Beqë Cufaj, Kosovan author

The Kosovan flag shows the geographical shape of Kosovo in a golden colour on a dark blue background. The six white stars each represent one of the major ethnic groups of Kosovo: Albanians, Serbs, Turks, Gorani, Roma and Bosniaks. In order not to offend any of these minorities in its country, Kosovo decided not to use lyrics in ‘Europe’, its national anthem.

Of its almost 2 Million citizens more than a quarter uses mobile phones – via Monaco’s mobile phone network!

Driving in traffic is considered to be more dangerous than the country’s unexploded war ordnance.

Kosovo uses the Euro as official currency even though it is not part of the Economic and Monetary Union of the European Union.


Nestled in the centre of South Eastern Europe, Kosovo is a fairly young country, only independent since 2008, and also young regarding its population: Over half of the population is younger than 25.
Kosovo A member of the ERSTE Foundation Community in Kosovo: Majlinda Aliu, winner of the Balkan Fellowship for Journalistic Excellence 2010

Unemployment is a big problem in Kosovo.

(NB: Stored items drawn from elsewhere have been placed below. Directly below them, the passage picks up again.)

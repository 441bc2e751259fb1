//! Integration tests for the LZHAM compressor through its public API.

use oxiarc_core::Adler32;
use oxiarc_lzham::{
    CompressFlags, CompressLevel, CompressParams, CompressState, CompressStatus, FlushMode,
    LzhamError, compress_memory, compress_to_vec,
};
use proptest::prelude::*;

fn text_data(len: usize) -> Vec<u8> {
    b"Lorem ipsum dolor sit amet, consectetur adipiscing elit. Sed do eiusmod tempor. "
        .iter()
        .copied()
        .cycle()
        .take(len)
        .collect()
}

fn noise(len: usize, seed: u32) -> Vec<u8> {
    let mut state = seed;
    (0..len)
        .map(|_| {
            state = state.wrapping_mul(1_103_515_245).wrapping_add(12_345);
            (state >> 16) as u8
        })
        .collect()
}

fn stream_all(state: &mut CompressState, data: &[u8], chunk: usize, out_buf: usize) -> Vec<u8> {
    let mut out = Vec::new();
    let mut buf = vec![0u8; out_buf];
    for piece in data.chunks(chunk) {
        let mut input = piece;
        loop {
            let (consumed, written, status) = state.compress(input, &mut buf, FlushMode::None);
            out.extend_from_slice(&buf[..written]);
            input = &input[consumed..];
            if status == CompressStatus::NeedsMoreInput {
                break;
            }
            assert_eq!(status, CompressStatus::HasMoreOutput);
        }
    }
    loop {
        let (_, written, status) = state.compress(&[], &mut buf, FlushMode::Finish);
        out.extend_from_slice(&buf[..written]);
        if status == CompressStatus::Success {
            return out;
        }
        assert_eq!(status, CompressStatus::HasMoreOutput);
    }
}

fn trailer(comp: &[u8]) -> u32 {
    let n = comp.len();
    u32::from_be_bytes([comp[n - 4], comp[n - 3], comp[n - 2], comp[n - 1]])
}

// ============================================================================
// Stream framing
// ============================================================================

#[test]
fn test_empty_stream() {
    let params = CompressParams::new(15, CompressLevel::Default);
    let out = compress_to_vec(&params, &[]).unwrap();
    assert_eq!(out, [0xC0, 0x00, 0x00, 0x00, 0x01]);
}

#[test]
fn test_adler32_trailer() {
    for data in [text_data(12_345), noise(3000, 7), vec![0u8; 70_000]] {
        let params = CompressParams::new(16, CompressLevel::Faster);
        let out = compress_to_vec(&params, &data).unwrap();
        assert_eq!(trailer(&out), Adler32::checksum(&data));
    }
}

#[test]
fn test_zlib_header() {
    let data = text_data(1000);
    for level in CompressLevel::ALL {
        for log2 in [15u32, 18, 22] {
            let params = CompressParams::new(log2, level).with_flags(
                CompressFlags::WRITE_ZLIB_STREAM | CompressFlags::USE_LOW_MEMORY_MATCH_FINDER,
            );
            let out = compress_to_vec(&params, &data).unwrap();
            let (cmf, flg) = (out[0], out[1]);
            assert_eq!(cmf & 0x0F, 14);
            assert_eq!(u32::from(cmf >> 4), log2 - 15);
            assert_eq!(((u16::from(cmf) << 8) | u16::from(flg)) % 31, 0);
            assert_eq!(flg & 32, 0);
            assert_eq!(flg >> 6, level.zlib_level_hint());
        }
    }
}

#[test]
fn test_zlib_header_marks_seeded_stream() {
    let seed = text_data(2000);
    let params = CompressParams::new(15, CompressLevel::Default)
        .with_flags(CompressFlags::WRITE_ZLIB_STREAM)
        .with_seed_bytes(seed);
    let out = compress_to_vec(&params, b"consectetur adipiscing").unwrap();
    assert_eq!(out[1] & 32, 32);
    assert_eq!(((u16::from(out[0]) << 8) | u16::from(out[1])) % 31, 0);
}

// ============================================================================
// Compression behaviour
// ============================================================================

#[test]
fn test_repetitive_data_compresses() {
    let data = text_data(100_000);
    for level in CompressLevel::ALL {
        let params = CompressParams::new(17, level);
        let out = compress_to_vec(&params, &data).unwrap();
        assert!(
            out.len() < data.len() / 20,
            "{level:?}: {} -> {}",
            data.len(),
            out.len()
        );
    }
}

#[test]
fn test_incompressible_data_is_bounded() {
    let data = noise(4000, 99);
    let params = CompressParams::new(15, CompressLevel::Uber);
    let out = compress_to_vec(&params, &data).unwrap();
    // One block of at most len + 5 bytes, then the 5-byte trailer block.
    assert!(out.len() <= data.len() + 10, "{}", out.len());
}

#[test]
fn test_output_is_deterministic() {
    let mut data = text_data(40_000);
    data.extend(noise(10_000, 3));
    data.extend(text_data(40_000));
    let params = CompressParams::new(18, CompressLevel::Better)
        .with_flags(CompressFlags::DETERMINISTIC_PARSING);
    let a = compress_to_vec(&params, &data).unwrap();
    let b = compress_to_vec(&params, &data).unwrap();
    assert_eq!(a, b);
}

#[test]
fn test_seed_bytes_shrink_output() {
    let data = noise(8000, 1234);
    let plain = CompressParams::new(15, CompressLevel::Default);
    let seeded = plain.clone().with_seed_bytes(data.clone());

    let without = compress_to_vec(&plain, &data).unwrap();
    let with = compress_to_vec(&seeded, &data).unwrap();
    assert!(with.len() * 10 < without.len(), "{} vs {}", with.len(), without.len());
    assert_eq!(trailer(&with), Adler32::checksum(&data));
}

#[test]
fn test_extreme_parsing_and_tradeoff() {
    let data = text_data(60_000);
    let params = CompressParams::new(16, CompressLevel::Uber).with_flags(
        CompressFlags::EXTREME_PARSING | CompressFlags::TRADEOFF_DECOMPRESSION_RATE_FOR_RATIO,
    );
    let out = compress_to_vec(&params, &data).unwrap();
    assert!(out.len() < data.len() / 20);
    assert_eq!(trailer(&out), Adler32::checksum(&data));
}

// ============================================================================
// Streaming
// ============================================================================

#[test]
fn test_streaming_equals_one_shot() {
    let mut data = text_data(30_000);
    data.extend(noise(5000, 42));
    let params = CompressParams::new(15, CompressLevel::Default);
    let expected = compress_to_vec(&params, &data).unwrap();

    for (chunk, out_buf) in [(1, 64), (777, 1), (4096, 4096), (30_000, 13)] {
        let mut state = CompressState::init(&params).unwrap();
        assert_eq!(stream_all(&mut state, &data, chunk, out_buf), expected);
    }
}

#[test]
fn test_terminal_status_is_sticky() {
    let params = CompressParams::new(15, CompressLevel::Fastest);
    let mut state = CompressState::init(&params).unwrap();
    let _ = stream_all(&mut state, b"abc", 3, 64);
    assert_eq!(state.status(), CompressStatus::Success);

    let mut buf = [0u8; 16];
    let (consumed, written, status) = state.compress(b"def", &mut buf, FlushMode::Finish);
    assert_eq!((consumed, written, status), (0, 0, CompressStatus::Success));
}

#[test]
fn test_flush_modes_between_chunks() {
    let data = text_data(20_000);
    let params = CompressParams::new(15, CompressLevel::Default);
    let mut state = CompressState::init(&params).unwrap();
    let mut out = Vec::new();
    let mut buf = vec![0u8; 32_768];
    let modes = [FlushMode::Sync, FlushMode::Full, FlushMode::Table, FlushMode::None];
    for (piece, mode) in data.chunks(5000).zip(modes) {
        let (consumed, written, status) = state.compress(piece, &mut buf, mode);
        assert_eq!(consumed, piece.len());
        assert_eq!(status, CompressStatus::NeedsMoreInput);
        out.extend_from_slice(&buf[..written]);
    }
    let (_, written, status) = state.compress(&[], &mut buf, FlushMode::Finish);
    assert_eq!(status, CompressStatus::Success);
    out.extend_from_slice(&buf[..written]);

    // Each flush ends on a byte boundary with the 0x0000FFFF marker.
    let markers = out.windows(4).filter(|w| *w == [0x00, 0x00, 0xFF, 0xFF]).count();
    assert!(markers >= 3);
    assert_eq!(trailer(&out), Adler32::checksum(&data));
}

#[test]
fn test_reinit_reproduces_stream() {
    let data = text_data(9000);
    let params = CompressParams::new(15, CompressLevel::Better)
        .with_flags(CompressFlags::WRITE_ZLIB_STREAM);
    let mut state = CompressState::init(&params).unwrap();
    let first = stream_all(&mut state, &data, 1000, 100);

    let mut state = CompressState::reinit(Some(state)).unwrap();
    let second = stream_all(&mut state, &data, 3000, 7);
    assert_eq!(first, second);
}

#[test]
fn test_reinit_without_state() {
    let err = CompressState::reinit(None).unwrap_err();
    assert!(matches!(err, LzhamError::NilCompressState));
    assert_eq!(err.status(), CompressStatus::InvalidParameter);
}

// ============================================================================
// Parameter validation and buffers
// ============================================================================

#[test]
fn test_invalid_parameters() {
    for log2 in [14, 30] {
        let params = CompressParams::new(log2, CompressLevel::Default);
        assert!(matches!(
            CompressState::init(&params),
            Err(LzhamError::InvalidDictSizeLog2(l)) if l == log2
        ));
    }

    let mut params = CompressParams::new(15, CompressLevel::Default);
    params.extreme_parsing_max_best_arrivals = 9;
    let err = CompressState::init(&params).unwrap_err();
    assert_eq!(err.status(), CompressStatus::InvalidParameter);

    let mut params = CompressParams::new(15, CompressLevel::Default);
    params.num_seed_bytes = 16;
    let err = compress_to_vec(&params, b"data").unwrap_err();
    assert_eq!(err.status(), CompressStatus::InvalidParameter);

    let params = CompressParams::new(15, CompressLevel::Default).with_seed_bytes(vec![0u8; 40_000]);
    assert!(CompressState::init(&params).is_err());
}

#[test]
fn test_compress_memory() {
    let data = text_data(10_000);
    let params = CompressParams::new(15, CompressLevel::Default);
    let expected = compress_to_vec(&params, &data).unwrap();

    let mut dst = vec![0u8; expected.len()];
    assert_eq!(compress_memory(&params, &mut dst, &data).unwrap(), expected.len());
    assert_eq!(dst, expected);

    let mut small = vec![0u8; expected.len() - 1];
    let err = compress_memory(&params, &mut small, &data).unwrap_err();
    assert!(matches!(
        err,
        LzhamError::OutputBufTooSmall { available, .. } if available == expected.len() - 1
    ));
    assert_eq!(err.status(), CompressStatus::OutputBufTooSmall);
}

proptest! {
    #![proptest_config(ProptestConfig::with_cases(32))]

    #[test]
    fn prop_trailer_and_bound(data in proptest::collection::vec(any::<u8>(), 0..2000), level in 0u32..5) {
        let level = CompressLevel::try_from(level).unwrap();
        let params = CompressParams::new(15, level);
        let out = compress_to_vec(&params, &data).unwrap();
        prop_assert!(out.len() <= data.len() + 10);
        prop_assert_eq!(trailer(&out), Adler32::checksum(&data));
    }

    #[test]
    fn prop_streaming_matches(data in proptest::collection::vec(0u8..4, 0..3000), chunk in 1usize..500) {
        let params = CompressParams::new(15, CompressLevel::Faster);
        let expected = compress_to_vec(&params, &data).unwrap();
        let mut state = CompressState::init(&params).unwrap();
        prop_assert_eq!(stream_all(&mut state, &data, chunk, 33), expected);
    }
}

Youth unemployment is 60%, overall unemployment 50%. Its large extended families, with several generations living under one roof, characterise Kosovo. The family is everything and households are still predominantly patriarchal.

After the Kosovo War and the 1999 NATO bombing of Yugoslavia, the territory came under the interim administration of the United Nations Mission in Kosovo (UNMIK), most of whose roles were assumed by the European Union Rule of Law Mission in Kosovo (EULEX) in December 2008. In February 2008, the country declared independence, which has been recognised by 75 countries so far.